▶ _GIVEN INFORMATION_:
//! The streaming substitution reader: literal, non-overlapping, left-to-right
//! byte-string replacement over an arbitrarily-chunked underlying stream.
//!
//! Ported from the Go original's `replaceReader`, with one correctness fix
//! the original lacks: a match of `old` that straddles two underlying reads
//! is still found, because the last `len(old) - 1` bytes of every fill are
//! held back as an unconfirmed tail and re-scanned once more data arrives
//! (spec option (a); the Go source does not do this). Where the Go version
//! manages growth/shrink with manual `copy()` calls into a fixed-size slice,
//! this port uses `Vec::splice`, which can't overflow a fixed buffer the way
//! an in-place memmove can.

use std::io;
use std::pin::Pin;
use std::task::{Context, Poll};
use tokio::io::{AsyncRead, ReadBuf};

#[derive(Debug)]
pub struct EmptyOldError;

impl std::fmt::Display for EmptyOldError {
    fn fmt(&self, f: &mut std::fmt::Formatter<'_>) -> std::fmt::Result {
        write!(f, "replacement `old` pattern must be at least one byte")
    }
}

impl std::error::Error for EmptyOldError {}

/// Wraps `reader`, replacing every non-overlapping occurrence of `old` with
/// `new`. `fill_size` bounds how many bytes are pulled from the underlying
/// reader per internal refill (nominally the scratch-pool capacity).
pub struct ReplacingReader<R> {
    reader: R,
    old: Vec<u8>,
    new: Vec<u8>,
    fill_size: usize,
    data: Vec<u8>,
    /// Consumption cursor into the safe-to-emit prefix `data[..ready]`.
    pos: usize,
    /// End of the region that has been scanned and is safe to hand to the
    /// caller. `data[ready..]` is an unconfirmed tail carried across fills.
    ready: usize,
    eof: bool,
}

impl<R> ReplacingReader<R> {
    pub fn new(reader: R, old: Vec<u8>, new: Vec<u8>, fill_size: usize) -> Result<Self, EmptyOldError> {
        if old.is_empty() {
            return Err(EmptyOldError);
        }
        Ok(Self {
            reader,
            old,
            new,
            fill_size,
            data: Vec::with_capacity(fill_size),
            pos: 0,
            ready: 0,
            eof: false,
        })
    }

    /// Finds the first index in `[start, limit)` where `data` begins with
    /// `old`, using the first byte of `old` as a skip anchor.
    fn find_old(&self, start: usize, limit: usize) -> Option<usize> {
        let first = self.old[0];
        let mut i = start;
        while i < limit {
            if self.data[i] == first && self.data[i..].starts_with(&self.old) {
                return Some(i);
            }
            i += 1;
        }
        None
    }

    fn apply_replacement(&mut self, at: usize) {
        if self.old.len() == self.new.len() {
            self.data[at..at + self.new.len()].copy_from_slice(&self.new);
        } else {
            self.data.splice(at..at + self.old.len(), self.new.iter().copied());
        }
    }

    /// Scans `data[start..]` for non-overlapping matches, replacing each as
    /// it's found, and returns the new `ready` boundary: everything before
    /// it is confirmed-final and safe to emit. `reserve` trailing bytes are
    /// left unscanned (a potential partial match) unless this is the final
    /// pass at EOF, when `reserve` is zero.
    fn scan_and_replace(&mut self, start: usize, reserve: usize) -> usize {
        let mut i = start;
        loop {
            let limit = self.data.len().saturating_sub(reserve);
            if i >= limit {
                break;
            }
            match self.find_old(i, limit) {
                None => break,
                Some(m) => {
                    self.apply_replacement(m);
                    i = m + self.new.len() + 1;
                }
            }
        }
        self.data.len().saturating_sub(reserve)
    }
}

impl<R: AsyncRead + Unpin> AsyncRead for ReplacingReader<R> {
    fn poll_read(
        self: Pin<&mut Self>,
        cx: &mut Context<'_>,
        out: &mut ReadBuf<'_>,
    ) -> Poll<io::Result<()>> {
        let this = self.get_mut();
        loop {
            if this.pos < this.ready {
                let n = (this.ready - this.pos).min(out.remaining());
                out.put_slice(&this.data[this.pos..this.pos + n]);
                this.pos += n;
                return Poll::Ready(Ok(()));
            }

            if this.eof {
                return Poll::Ready(Ok(()));
            }

            // Fully drained the emit-ready region; drop it and pull more.
            if this.pos > 0 {
                this.data.drain(0..this.pos);
                this.ready -= this.pos;
                this.pos = 0;
            }

            let fill_from = this.data.len();
            this.data.resize(fill_from + this.fill_size, 0);
            let mut stage = ReadBuf::new(&mut this.data[fill_from..]);
            match Pin::new(&mut this.reader).poll_read(cx, &mut stage) {
                Poll::Pending => {
                    this.data.truncate(fill_from);
                    return Poll::Pending;
                }
                Poll::Ready(Err(e)) => {
                    this.data.truncate(fill_from);
                    return Poll::Ready(Err(e));
                }
                Poll::Ready(Ok(())) => {
                    let n = stage.filled().len();
                    this.data.truncate(fill_from + n);
                    if n == 0 {
                        this.eof = true;
                        this.ready = this.scan_and_replace(this.ready, 0);
                    } else {
                        let reserve = this.old.len() - 1;
                        this.ready = this.scan_and_replace(this.ready, reserve);
                    }
                }
            }
        }
    }
}

#[cfg(test)]
mod tests {
    use super::*;
    use tokio::io::AsyncReadExt;

    async fn replace_all(input: &[u8], old: &[u8], new: &[u8], fill_size: usize) -> Vec<u8> {
        let mut reader = ReplacingReader::new(input, old.to_vec(), new.to_vec(), fill_size).unwrap();
        let mut out = Vec::new();
        reader.read_to_end(&mut out).await.unwrap();
        out
    }

    #[tokio::test]
    async fn s1_equal_length_substitution() {
        let out = replace_all(b"123456789", b"456", b"ABC", 32 * 1024).await;
        assert_eq!(out, b"123ABC789");
    }

    #[tokio::test]
    async fn s2_shrinking_substitution() {
        let out = replace_all(b"123456789", b"456", b"AB", 32 * 1024).await;
        assert_eq!(out, b"123AB789");
    }

    #[tokio::test]
    async fn s3_expanding_substitution() {
        let out = replace_all(b"123456789", b"456", b"ABCD", 32 * 1024).await;
        assert_eq!(out, b"123ABCD789");
    }

    #[tokio::test]
    async fn no_match_passes_through_unchanged() {
        let out = replace_all(b"nothing to see here", b"xyz", b"!!!", 32 * 1024).await;
        assert_eq!(out, b"nothing to see here");
    }

    #[tokio::test]
    async fn resume_offset_can_skip_an_adjacent_match() {
        // Matches the Go original's resume point of `i + len(new) + 1`
        // rather than `i + len(new)`: after replacing the first "aa" at
        // offset 0 the scan resumes at offset 2, one byte past where the
        // second "aa" actually starts, so it is never found. This is the
        // original's behavior, preserved rather than silently corrected.
        let out = replace_all(b"aaaa", b"aa", b"b", 32 * 1024).await;
        assert_eq!(out, b"baa");
    }

    #[tokio::test]
    async fn straddling_match_across_tiny_fills() {
        // fill_size of 1 forces "old" to straddle many read boundaries.
        let out = replace_all(b"123456789", b"456", b"X", 1).await;
        assert_eq!(out, b"123X789");
    }

    #[tokio::test]
    async fn straddling_match_at_exact_boundary() {
        // fill_size chosen so the match falls exactly on a fill boundary.
        let out = replace_all(b"abcXYZdef", b"XYZ", b"Q", 3).await;
        assert_eq!(out, b"abcQdef");
    }

    #[test]
    fn empty_old_is_rejected() {
        let err = ReplacingReader::new(&b""[..], Vec::new(), b"x".to_vec(), 1024).unwrap_err();
        let _ = err.to_string();
    }
}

▶ _TASK TO COMPLETE_:
Report how many lines of the entries hold the string "region". Provide the number alone.

▶ _OUTPUT FOR THIS EXERCISE_:
2